Poneva allora Gnisci:

 (...) la lingua letteraria italiana – la più longeva in Europa – sarà forse rinnovata in maniera imprevedibile quando a scrivere in italiano saranno anche stranieri immigrati senza coautori normalizzanti, così come è già accaduto per la letteratura francese, per quella inglese o quella spagnola (...)[17]

 Vorremmo soffermarci ancora su una caratteristica particolare di questi primi testi, che è quella del "narrare di sé" il che

 porta con sé, e allo stesso tempo ne è portata, la grande forma della narrazione avventurosa, della esistenza intesa come un viaggio verso e attraverso terre straniere e meravigliose.[18]

 Secondo noi, bisogna riconsiderare in quest'ambito bene il concetto di "autobiografia" e di "discorso autobiografico".  Franca  Sinopoli la pone così:

          (...) l'Autobiografia, con la A maiuscola, intesa come genere "maior" in cui si è realizzata in letteratura la possibilità dell'invenzione di sé come altro, non deve essere completamente sovrapposta in questo caso al discorso autobiografico, che nella letteratura italiana della migrazione attraversa forme e generi diversi e che non ambisce mai a una corrispondenza perfetta con il canone occidentale dell'autobiografia, esso stesso peraltro polimorfo e dallo statuto problematico.[19]

 Che lo statuto dell'autobiografia sia problematico, lo dimostrano i numerosi studi e la continua

ricerca su questo fenomeno.
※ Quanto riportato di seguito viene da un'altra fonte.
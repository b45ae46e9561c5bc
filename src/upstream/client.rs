//! Viu HTTP client.

use reqwest::header::{HeaderMap, HeaderValue, CONTENT_TYPE};
use reqwest::Client;
use serde_json::Value;
use tracing::{debug, info, warn};

use super::params::{self, route, DISTRIBUTE_PATH, MOBILE_PATH, TOKEN_PATH};
use super::session::{Session, SessionToken};
use super::types::{self, DataResponse, DetailPayload, TokenResponse};
use crate::config::UpstreamConfig;
use crate::error::{GatewayError, Result};

/// Pagination for [`UpstreamClient::search`].
///
/// Kept as strings: they come straight from the query string and are
/// validated by the client before use.
#[derive(Debug, Clone, PartialEq)]
pub struct SearchOptions {
    pub page: String,
    pub count: String,
}

impl Default for SearchOptions {
    fn default() -> Self {
        Self {
            page: "1".to_string(),
            count: "18".to_string(),
        }
    }
}

/// Client for the Viu mobile API.
///
/// One instance is shared by every request; it owns the bearer token.
#[derive(Debug)]
pub struct UpstreamClient {
    http: Client,
    config: UpstreamConfig,
    session: Session,
}

impl UpstreamClient {
    /// Create a new client from configuration
    pub fn new(config: UpstreamConfig) -> Result<Self> {
        let mut headers = HeaderMap::new();
        headers.insert(CONTENT_TYPE, HeaderValue::from_static(params::CONTENT_TYPE));
        headers.insert("platform", HeaderValue::from_static(params::PLATFORM));

        // gzip(true) also sends `accept-encoding: gzip`
        let mut builder = Client::builder()
            .user_agent(params::USER_AGENT)
            .default_headers(headers)
            .gzip(true);
        if let Some(timeout) = config.timeout() {
            builder = builder.timeout(timeout);
        }
        let http = builder
            .build()
            .map_err(|e| GatewayError::Config(format!("failed to build HTTP client: {}", e)))?;

        Ok(Self {
            http,
            config: UpstreamConfig {
                base_url: config.base_url.trim_end_matches('/').to_string(),
                ..config
            },
            session: Session::new(),
        })
    }

    fn url(&self, path: &str) -> String {
        format!("{}{}", self.config.base_url, path)
    }

    pub fn base_url(&self) -> &str {
        &self.config.base_url
    }

    /// The cached token, if any
    pub fn session(&self) -> Option<SessionToken> {
        self.session.snapshot()
    }

    /// Register a fresh device and replace the cached token.
    pub async fn authenticate(&self) -> Result<String> {
        self.session.refresh(|| self.request_token()).await
    }

    async fn ensure_token(&self) -> Result<String> {
        self.session.get_or_fetch(|| self.request_token()).await
    }

    async fn request_token(&self) -> Result<String> {
        info!("Requesting upstream token from {}", self.url(TOKEN_PATH));

        let response = self
            .http
            .post(self.url(TOKEN_PATH))
            .form(&params::device_registration(&self.config))
            .send()
            .await
            .and_then(|r| r.error_for_status())
            .map_err(|e| {
                warn!("Upstream authentication failed: {}", e);
                GatewayError::from(e)
            })?;

        let body: TokenResponse = response.json().await?;
        let token = body
            .token
            .filter(|t| !t.is_empty())
            .ok_or_else(|| GatewayError::missing_field("token"))?;

        info!("Upstream token acquired");
        Ok(token)
    }

    /// GET `path` with the locale params appended and return the nested `data`.
    async fn get_data(&self, path: &str, mut query: Vec<(&'static str, String)>) -> Result<Value> {
        let token = self.ensure_token().await?;
        query.extend(params::locale_params(&self.config));

        let url = self.url(path);
        debug!("GET {} {:?}", url, query);

        let response = self
            .http
            .get(&url)
            .bearer_auth(token)
            .query(&query)
            .send()
            .await
            .and_then(|r| r.error_for_status())
            .map_err(|e| {
                warn!("Upstream request to {} failed: {}", url, e);
                GatewayError::from(e)
            })?;

        let body: DataResponse = response.json().await?;
        body.into_data()
    }

    /// Home feed
    pub async fn fetch_home(&self) -> Result<Value> {
        self.get_data(MOBILE_PATH, vec![("r", route::HOME.to_string())])
            .await
    }

    /// Keyword search.
    ///
    /// Input is checked before any network traffic, including token
    /// acquisition.
    pub async fn search(&self, query: &str, options: &SearchOptions) -> Result<Value> {
        if query.is_empty() {
            return Err(GatewayError::validation("Query is required."));
        }
        if !is_numeric(&options.page) {
            return Err(GatewayError::validation("Invalid page."));
        }
        if !is_numeric(&options.count) {
            return Err(GatewayError::validation("Invalid count."));
        }

        self.get_data(
            MOBILE_PATH,
            vec![
                ("r", route::SEARCH.to_string()),
                ("limit", options.count.clone()),
                ("page", options.page.clone()),
                ("keyword[]", query.to_string()),
            ],
        )
        .await
    }

    /// Title metadata plus the product list of its series.
    ///
    /// The second call needs the series id from the first, so they run in
    /// order.
    pub async fn fetch_detail(&self, product_id: &str) -> Result<DetailPayload> {
        if product_id.is_empty() {
            return Err(GatewayError::validation("Product ID is required."));
        }

        let metadata = self
            .get_data(
                MOBILE_PATH,
                vec![
                    ("r", route::DETAIL.to_string()),
                    ("product_id", product_id.to_string()),
                ],
            )
            .await?;
        let series_id = types::series_id(&metadata)?;
        debug!("Product {} belongs to series {}", product_id, series_id);

        let episodes = self
            .get_data(
                MOBILE_PATH,
                vec![
                    ("r", route::PRODUCT_LIST.to_string()),
                    ("product_id", product_id.to_string()),
                    ("series_id", series_id),
                ],
            )
            .await?;

        Ok(DetailPayload {
            metadata,
            product_list: types::product_list(&episodes)?,
        })
    }

    /// Playback distribution info (stream URLs) for a CCS product id
    pub async fn resolve_stream(&self, ccs_product_id: &str) -> Result<Value> {
        if ccs_product_id.is_empty() {
            return Err(GatewayError::validation("CCS Product ID is required."));
        }

        self.get_data(
            DISTRIBUTE_PATH,
            vec![("ccs_product_id", ccs_product_id.to_string())],
        )
        .await
    }
}

/// True unless the value coerces to `NaN` as a JavaScript number: blank
/// strings, signed decimals, exponents, `0x`/`0o`/`0b` literals and
/// `Infinity` all pass.
fn is_numeric(value: &str) -> bool {
    let value = value.trim();
    if value.is_empty() || matches!(value, "Infinity" | "+Infinity" | "-Infinity") {
        return true;
    }

    let radix = match value.get(..2) {
        Some("0x" | "0X") => Some(16),
        Some("0o" | "0O") => Some(8),
        Some("0b" | "0B") => Some(2),
        _ => None,
    };
    if let Some(radix) = radix {
        let digits = &value[2..];
        return !digits.is_empty() && digits.chars().all(|c| c.is_digit(radix));
    }

    // f64 parsing also takes "inf" and "nan", which JavaScript does not
    value
        .chars()
        .all(|c| c.is_ascii_digit() || matches!(c, '+' | '-' | '.' | 'e' | 'E'))
        && value.parse::<f64>().is_ok()
}
//! Response envelope
//!
//! Every API route answers with `{ success, data }` or `{ success, error }`.

use axum::{
    extract::rejection::{PathRejection, QueryRejection},
    http::StatusCode,
    response::{IntoResponse, Response},
    Json,
};
use serde::Serialize;

use crate::error::GatewayError;

#[derive(Debug, Serialize)]
pub struct Envelope<T> {
    pub success: bool,
    #[serde(skip_serializing_if = "Option::is_none")]
    pub data: Option<T>,
    #[serde(skip_serializing_if = "Option::is_none")]
    pub error: Option<String>,
}

impl<T> Envelope<T> {
    pub fn ok(data: T) -> Self {
        Self {
            success: true,
            data: Some(data),
            error: None,
        }
    }
}

impl Envelope<()> {
    pub fn fail(message: impl Into<String>) -> Self {
        Self {
            success: false,
            data: None,
            error: Some(message.into()),
        }
    }
}

impl<T: Serialize> IntoResponse for Envelope<T> {
    fn into_response(self) -> Response {
        Json(self).into_response()
    }
}

/// HTTP error type
#[derive(Debug)]
pub enum HttpError {
    BadRequest(String),
    InternalError(String),
}

impl HttpError {
    fn status(&self) -> StatusCode {
        match self {
            HttpError::BadRequest(_) => StatusCode::BAD_REQUEST,
            HttpError::InternalError(_) => StatusCode::INTERNAL_SERVER_ERROR,
        }
    }
}

impl IntoResponse for HttpError {
    fn into_response(self) -> Response {
        let status = self.status();
        let message = match self {
            HttpError::BadRequest(msg) | HttpError::InternalError(msg) => msg,
        };
        tracing::warn!("Request failed with {}: {}", status, message);

        (status, Envelope::fail(message)).into_response()
    }
}

// Bad input and upstream failures are both reported as 400.
impl From<GatewayError> for HttpError {
    fn from(err: GatewayError) -> Self {
        match err {
            GatewayError::Validation(msg)
            | GatewayError::Upstream(msg)
            | GatewayError::UpstreamShape(msg) => HttpError::BadRequest(msg),
            _ => HttpError::InternalError(err.to_string()),
        }
    }
}

impl From<QueryRejection> for HttpError {
    fn from(rejection: QueryRejection) -> Self {
        HttpError::BadRequest(rejection.body_text())
    }
}

impl From<PathRejection> for HttpError {
    fn from(rejection: PathRejection) -> Self {
        HttpError::BadRequest(rejection.body_text())
    }
}
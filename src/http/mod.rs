//! HTTP server module
//!
//! This module handles HTTP request routing and handling:
//! - Axum router with the gateway API routes
//! - Request handlers delegating to the upstream client
//! - The `{success, data|error}` response envelope
//! - Documentation and 404 pages

pub mod envelope;
pub mod handlers;
pub mod pages;
pub mod routes;

pub use routes::create_router;
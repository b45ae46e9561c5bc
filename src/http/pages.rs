//! Static HTML pages

pub const INDEX: &str = r#"<!doctype html>
<html lang="en">
<head>
<meta charset="utf-8">
<title>Viu API Gateway</title>
</head>
<body>
<h1>Viu API Gateway</h1>
<p>Every endpoint answers with <code>{"success": true, "data": ...}</code>
or <code>{"success": false, "error": "..."}</code>.</p>
<table>
<tr><th>Route</th><th>Description</th></tr>
<tr><td><code>GET /api/home</code></td><td>Home feed</td></tr>
<tr><td><code>GET /api/search?q=&amp;page=1&amp;count=18</code></td><td>Search titles; <code>q</code> is required</td></tr>
<tr><td><code>GET /api/detail/{id}</code></td><td>Title metadata and episode list</td></tr>
<tr><td><code>GET /api/stream/{ccsProductId}</code></td><td>Stream URLs for an episode</td></tr>
</table>
</body>
</html>
"#;

pub const NOT_FOUND: &str = r#"<!doctype html>
<html lang="en">
<head>
<meta charset="utf-8">
<title>404 Not Found</title>
</head>
<body>
<h1>404 Not Found</h1>
<p>No such route. See <a href="/">the endpoint list</a>.</p>
</body>
</html>
"#;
Questa non è la sede adatta per approfondirlo, ma possiamo sottolineare soltanto alcune parole fondamentali della citazione qui sopra: "l'invenzione di sé come altro". La letteratura dell'immigrazione naturalmente subisce in modo ancora più particolare questa trasformazione dell'"io" in un "altro" perché l'immigrato per forza ha difficoltà a definire la propria identità. E' costantemente confrontato al dilemma di scegliere tra le origini (con la loro cultura, la loro lingua ecc.) e  la nuova vita in un altro paese con altri costumi, altra lingua e così via. E' logico quindi che lui "emblemizza di norma processi di mutamento (esistenziali, psicologici, lavorativi, di status ecc.) tutti connessi allo sradicamento e al trapianto"[20]. L'immigrato selezionerà quasi esclusivamente i ricordi concernenti le origini e/o lo sradicamento, cercherà soprtattutto di trovare una soluzione per il dilemma che lo divora, e facendo così si trasformerà in un "altro" scrivendo.

          A mo' di conclusione di questa parte teorica-introduttiva, vogliamo accennare alla

cultura arbëreshe e  al quadro storico-culturale della presenza albanese in Italia. [21]      

                     Riportiamo alla memoria che l'emigrazione albanese in Italia è avvenuta in un arco di tempo che abbraccia circa tre secoli, dalla metà del XV secolo alla metà del secolo XVIII.

 

Questa emigrazione non si compì ad un tratto, ma a varie ondate, anche se la maggior parte delle colonie albanesi furono fondate dopo il 1468, anno della morte dell'eroe nazionale Giorgio Castriota Scanderbeg. La migrazione continuò a più riprese nel corso dei secoli successivi, fino al 1744, anno in cui venne fondata Villa Badessa in Abruzzo.[22]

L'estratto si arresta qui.